The House of Lords Science and Technology Committee has launched a new short inquiry into sports and exercise science and medicine. It will consider how the legacy of London 2012 Olympic and Paralympic Games can be used to improve understanding of the benefits exercise can provide both for the wider public and in treating a wide range of chronic conditions.
The Government spend approximately £100m a year on high performance sport and recently invested £30m in the establishment of a UK National Centre of Excellence for Sports and Exercise Medicine. The Committee will explore how robust this science is and how lessons learnt from the study of elite athletes can be applied to improve the health of the population generally.
Research suggests that increased exercise can provide significant health benefits for a range of health conditions, from heart disease and diabetes, to mental health problems such as depression. However, the Committee is concerned that medical practitioners may not be adequately trained and resourced to understand how to include increased exercise in treatment programmes and will look at how the Olympics can be used to deliver wider access to sports medicine.

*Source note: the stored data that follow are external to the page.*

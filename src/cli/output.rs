//! Output formatting for CLI commands

use serde::Serialize;

/// Output format
#[derive(Debug, Clone, Copy, PartialEq, Eq, Default, clap::ValueEnum)]
pub enum OutputFormat {
    #[default]
    Text,
    Json,
}

/// Output helper for consistent formatting
pub struct Output {
    format: OutputFormat,
}

impl Output {
    pub fn new(format: OutputFormat) -> Self {
        Self { format }
    }

    /// Prints raw text (text mode) or a JSON document built by `json`
    pub fn text_or_json<F>(&self, text: &str, json: F)
    where
        F: FnOnce() -> serde_json::Value,
    {
        match self.format {
            OutputFormat::Text => print!("{}", text),
            OutputFormat::Json => println!("{}", json()),
        }
    }

    /// Prints structured data
    pub fn data<T: Serialize>(&self, data: &T) {
        match self.format {
            OutputFormat::Text => {
                // Text callers print their own rows; this is the fallback
                if let Ok(json) = serde_json::to_string_pretty(data) {
                    println!("{}", json);
                }
            }
            OutputFormat::Json => {
                if let Ok(json) = serde_json::to_string(data) {
                    println!("{}", json);
                }
            }
        }
    }

    /// Prints a table row (text only, ignored in JSON mode)
    pub fn row(&self, columns: &[&str]) {
        if self.format == OutputFormat::Text {
            println!("{}", columns.join("\t"));
        }
    }

    /// Returns true if using JSON format
    pub fn is_json(&self) -> bool {
        self.format == OutputFormat::Json
    }
}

The Committee starts taking oral evidence on Tuesday 12 June with officials from the Department of Health and the Department for Culture, Media and Sport giving evidence. Over the course of the inquiry the Committee also expect to hear from representatives of the NHS and UK Sport, and others.
Commenting, Lord Krebs, Chairman of the Committee, said:
“There is significant interest in the Olympics right across the country and the Government have committed to providing a lasting legacy from the games.
“The Committee will consider how the significant sums of money that are being invested in improving the performance of elite athletes in a range of sports, can provide transferable knowledge that can be of benefit for the whole population.
“There is an ever-growing body of evidence showing that increasing the amount of exercise people take can be of huge benefit in treating a wide range of chronic conditions. However, we are not convinced that health professionals currently have the skills or support to prescribe appropriate training regimes for their patients.
“It is widely agreed that the London Olympics must deliver a legacy. Our inquiry will seek to establish how the Government can ensure that improved public health is a significant part of that legacy.”